Serial PMCA of PrPSc from sCJD, VPSPr, fCJDV180I, and fCJDT183A in human brain homogenate substrates. Representative Western blotting of PrPSc from sCJDMM1 and sCJDVV2 (a), VPSPr, fCJDV180I, and fCJDT183A (c, d) amplified with 1–3, 1–6, or 1–8 rounds of sPMCA in human brain homogenate substrates from non-CJD MM (hMM) or VV (hVV) probed with the 3F4 antibody. sPMCA-R, sPMCA rounds. Molecular weight markers are shown in kDa on the left side of the blots. PK, proteinase K. b, e Bar graph showing the quantitative analyses of the intensity of PrPSc amplified by sPMCA after densitometric scanning. *p < 0.05; **p < 0.01; ***p < 0.001; NS, not statistically significant

After 6 rounds of sPMCA, PrPSc from three genotypes of VPSPr including 129-MM, 129-VV, and 129-MV was all amplified in normal human brain homogenates hMM (Fig. 2c, e). In contrast, in hVV, PrPSc from VPSPrMM or VPSPrVV exhibited significantly low efficiency while the PrPSc amplification from VPSPrMV or fCJDV180I varied (Fig. 2c, e). The amplification of PrPSc from VPSPrMM and VPSPrVV was significantly higher in hMM than in hVV substrate (p < 0.001), whereas no significant difference was observed for VPSPrMV (p > 0.05) (Fig. 2c, e). PrPSc from fCJDV180I was amplified in both hMM and hVV substrates while it showed significantly stronger amplification in hMM than in hVV (Fig. 2c, e). Notably, PrPSc from fCJDT183A was amplified efficiently with 5–8 rounds of sPMCA in both hMM and hVV; the amplification efficiency was significantly higher in hVV than in hMM (p < 0.01) (Fig. 2d, e), which was different from VPSPr, fCJDV180I, or sCJD. ANOVA analysis showed no differences in PrPSc amplification between different seeds but significant differences between substrates (Table S1).

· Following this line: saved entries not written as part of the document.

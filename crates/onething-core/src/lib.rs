//! # onething Core Library
//!
//! Business logic for onething: pick one task for today's energy level, focus
//! on it, and turn completions into coins, streaks, badges and a small room to
//! decorate. The `onething` CLI is a thin front end over the same library.
//!
//! ## Architecture
//!
//! - **Stores**: each piece of gameplay state ([`TaskStore`], [`CoinLedger`],
//!   [`StreakTracker`], [`AchievementBook`], [`RoomGrid`], [`ShopLedger`],
//!   [`ReminderSchedule`], [`ProfileStore`]) persists as one record in a
//!   [`StateStore`] and must be hydrated before use
//! - **Focus timer**: a caller-driven countdown ([`FocusSession`]) plus an
//!   async driver ([`run_focus`])
//! - **Orchestrator**: [`App`] runs the completion pipeline and the purchase
//!   flow across stores
//! - **Mirror**: best-effort copies to a remote backend through
//!   [`RemoteMirror`], queued by [`MirrorOutbox`]
//! - **Storage**: SQLite-backed key-value records and TOML configuration

pub mod achievements;
pub mod app;
pub mod clock;
pub mod error;
pub mod events;
pub mod ledger;
pub mod mirror;
pub mod notification;
pub mod profile;
pub mod room;
pub mod shop;
pub mod storage;
pub mod streak;
pub mod task;
pub mod timer;

pub use achievements::{Achievement, AchievementBook, AchievementStats, ACHIEVEMENTS};
pub use app::{App, CompletionReport, FriendOutcome, FriendSummary, PurchaseOutcome};
pub use clock::{Clock, FixedClock, SystemClock};
pub use error::{ConfigError, CoreError, DatabaseError, MirrorError, ValidationError};
pub use events::Event;
pub use ledger::CoinLedger;
pub use mirror::{MirrorOutbox, RemoteMirror, RestMirror};
pub use notification::ReminderSchedule;
pub use profile::ProfileStore;
pub use room::{RoomGrid, RoomSnapshot};
pub use shop::{ShopItem, ShopLedger, SHOP_ITEMS};
pub use storage::{Config, Database, MemoryStore, StateStore};
pub use streak::StreakTracker;
pub use task::{ConditionLevel, Task, TaskStore};
pub use timer::{run_focus, FocusControl, FocusEnvironment, FocusOutcome, FocusSession};
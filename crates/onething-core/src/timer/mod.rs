mod driver;
mod environment;
mod session;

pub use driver::{run_focus, FocusControl, FocusOutcome};
pub use environment::{FocusEnvironment, NoopEnvironment, FINISH_VIBRATION};
pub use session::{duration_options, recommended_minutes, FocusPhase, FocusSession};
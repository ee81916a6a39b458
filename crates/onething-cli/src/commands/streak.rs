use onething_core::streak::STREAK_MILESTONES;
use serde_json::json;

use super::{open_app, print_json, CliResult};

pub async fn run() -> CliResult {
    let app = open_app()?;
    let state = app.streak().state()?;
    let next = STREAK_MILESTONES
        .iter()
        .find(|m| m.days > state.current_streak);

    print_json(&json!({
        "current_streak": state.current_streak,
        "longest_streak": state.longest_streak,
        "last_completion_date": state.last_completion_date,
        "next_milestone": next,
    }))?;

    app.shutdown().await;
    Ok(())
}
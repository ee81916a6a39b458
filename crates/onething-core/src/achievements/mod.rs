//! Badges unlocked from accumulated stats.

mod catalog;
mod engine;

pub use catalog::{achievement, Achievement, AchievementRule, Rarity, ACHIEVEMENTS};
pub use engine::{AchievementBook, AchievementStats, UnlockState, ACHIEVEMENTS_KEY};
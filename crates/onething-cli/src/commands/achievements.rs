use onething_core::ACHIEVEMENTS;
use serde_json::json;

use super::{open_app, print_json, CliResult};

pub async fn run(unlocked_only: bool) -> CliResult {
    let app = open_app()?;
    let book = app.achievements().state()?;

    let rows: Vec<_> = ACHIEVEMENTS
        .iter()
        .filter_map(|a| {
            let unlocked_at = book.unlocked_at.get(a.id);
            if unlocked_only && unlocked_at.is_none() {
                return None;
            }
            Some(json!({
                "id": a.id,
                "title": a.title,
                "emoji": a.emoji,
                "description": a.description,
                "reward": a.reward,
                "rarity": a.rarity,
                "unlocked_at": unlocked_at,
            }))
        })
        .collect();
    print_json(&rows)?;

    app.shutdown().await;
    Ok(())
}
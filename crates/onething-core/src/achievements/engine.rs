use std::collections::BTreeMap;
use std::sync::Arc;

use chrono::{DateTime, FixedOffset};
use serde::{Deserialize, Serialize};
use tracing::info;

use super::catalog::{Achievement, AchievementRule, ACHIEVEMENTS};
use crate::clock::Clock;
use crate::error::Result;
use crate::storage::{Persisted, StateStore};

pub const ACHIEVEMENTS_KEY: &str = "onething-achievements";

/// Cross-store snapshot taken at evaluation time.
#[derive(Debug, Clone, Copy, Default, PartialEq, Eq, Serialize, Deserialize)]
pub struct AchievementStats {
    pub total_completed: u32,
    pub current_streak: u32,
    pub total_coins: u64,
    pub room_level: u8,
    pub friend_count: u32,
    pub has_custom_task: bool,
    pub current_hour: u32,
}

impl AchievementRule {
    pub fn holds(&self, stats: &AchievementStats) -> bool {
        match *self {
            AchievementRule::TotalCompleted(n) => stats.total_completed >= n,
            AchievementRule::CurrentStreak(n) => stats.current_streak >= n,
            AchievementRule::TotalCoins(n) => stats.total_coins >= n,
            AchievementRule::RoomLevel(n) => stats.room_level >= n,
            AchievementRule::FriendCount(n) => stats.friend_count >= n,
            AchievementRule::HasCustomTask => stats.has_custom_task,
            AchievementRule::EarlyBird(hour) => stats.current_hour < hour,
            AchievementRule::NightOwl => stats.current_hour < 5,
        }
    }
}

#[derive(Debug, Clone, Default, Serialize, Deserialize)]
pub struct UnlockState {
    /// In unlock order.
    pub unlocked_ids: Vec<String>,
    pub unlocked_at: BTreeMap<String, DateTime<FixedOffset>>,
}

/// Persistent record of which badges have been earned.
pub struct AchievementBook {
    state: Persisted<UnlockState>,
    clock: Arc<dyn Clock>,
}

impl AchievementBook {
    pub fn new(backend: Arc<dyn StateStore>, clock: Arc<dyn Clock>) -> Self {
        Self {
            state: Persisted::new(ACHIEVEMENTS_KEY, backend),
            clock,
        }
    }

    pub fn hydrate(&mut self) -> Result<()> {
        self.state.hydrate()
    }

    pub fn is_hydrated(&self) -> bool {
        self.state.is_hydrated()
    }

    pub fn state(&self) -> Result<&UnlockState> {
        self.state.get()
    }

    pub fn is_unlocked(&self, id: &str) -> Result<bool> {
        Ok(self.state.get()?.unlocked_ids.iter().any(|u| u == id))
    }

    /// Unlock every not-yet-earned badge whose rule holds for `stats`.
    ///
    /// Returns the newly unlocked badges in table order. Paying out rewards is
    /// the caller's job.
    pub fn check(&mut self, stats: &AchievementStats) -> Result<Vec<&'static Achievement>> {
        let state = self.state.get()?;
        let newly: Vec<&'static Achievement> = ACHIEVEMENTS
            .iter()
            .filter(|a| !state.unlocked_ids.iter().any(|u| u == a.id))
            .filter(|a| a.rule.holds(stats))
            .collect();

        if newly.is_empty() {
            return Ok(newly);
        }

        let now = self.clock.now();
        self.state.update(|s| {
            for a in &newly {
                s.unlocked_ids.push(a.id.to_string());
                s.unlocked_at.insert(a.id.to_string(), now);
            }
        })?;
        for a in &newly {
            info!(id = a.id, reward = a.reward, "achievement unlocked");
        }
        Ok(newly)
    }
}

#[cfg(test)]
mod tests {
    use super::*;
    use crate::clock::FixedClock;
    use crate::storage::MemoryStore;

    fn book() -> AchievementBook {
        let clock = FixedClock::at("2024-03-01T12:00:00+09:00");
        let mut b = AchievementBook::new(Arc::new(MemoryStore::new()), Arc::new(clock));
        b.hydrate().unwrap();
        b
    }

    fn noon() -> AchievementStats {
        AchievementStats {
            current_hour: 12,
            ..Default::default()
        }
    }

    #[test]
    fn jump_unlocks_both_thresholds_once() {
        let mut b = book();
        let stats = AchievementStats {
            total_completed: 12,
            ..noon()
        };
        let ids: Vec<_> = b.check(&stats).unwrap().iter().map(|a| a.id).collect();
        assert_eq!(ids, vec!["first_task", "task_10"]);
        assert!(b.check(&stats).unwrap().is_empty());
        assert_eq!(b.state().unwrap().unlocked_ids.len(), 2);
        assert!(b.state().unwrap().unlocked_at.contains_key("task_10"));
    }

    #[test]
    fn nothing_at_noon_with_empty_stats() {
        let mut b = book();
        assert!(b.check(&noon()).unwrap().is_empty());
    }

    #[test]
    fn early_hours_unlock_both_time_badges() {
        let mut b = book();
        let stats = AchievementStats {
            current_hour: 3,
            ..Default::default()
        };
        let ids: Vec<_> = b.check(&stats).unwrap().iter().map(|a| a.id).collect();
        assert_eq!(ids, vec!["early_bird", "night_owl"]);
    }

    #[test]
    fn six_am_is_early_but_not_night() {
        let rule_early = AchievementRule::EarlyBird(7);
        let stats = AchievementStats {
            current_hour: 6,
            ..Default::default()
        };
        assert!(rule_early.holds(&stats));
        assert!(!AchievementRule::NightOwl.holds(&stats));
    }

    #[test]
    fn room_friend_coin_and_custom_rules() {
        let mut b = book();
        let stats = AchievementStats {
            total_coins: 120,
            room_level: 3,
            friend_count: 1,
            has_custom_task: true,
            ..noon()
        };
        let ids: Vec<_> = b.check(&stats).unwrap().iter().map(|a| a.id).collect();
        assert_eq!(ids, vec!["coin_100", "room_lv3", "friend_1", "custom_todo"]);
        assert!(b.is_unlocked("room_lv3").unwrap());
        assert!(!b.is_unlocked("room_lv6").unwrap());
    }
}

In sum, like sCJDMM1, PrPSc from three genotypes of VPSPr and fCJDV180I was all amplified in the hMM substrate while no or less amplification in the hVV substrate. PrPSc from sCJDVV2 or fCJDT183A showed increased amplification in hVV than in hMM. In contrast to sCJD whose PrPSc amplification could be observed at the first round of sPMCA, PrPSc was not amplified until 4 or 5 rounds of sPMCA in VPSPr and fCJD, suggesting that the prion seeding activity in glycoform-deficient PrPSc from VPSPr and the two fCJD cases was lower than that from sCJD. Most surprisingly, all amplified PK-resistant PrPSc showed a predominant diglycosylated PrP isoform, although the PrPSc seeds display no, or significantly decreased, such isoform in VPSPr, fCJDV180I, and fCJDT183A.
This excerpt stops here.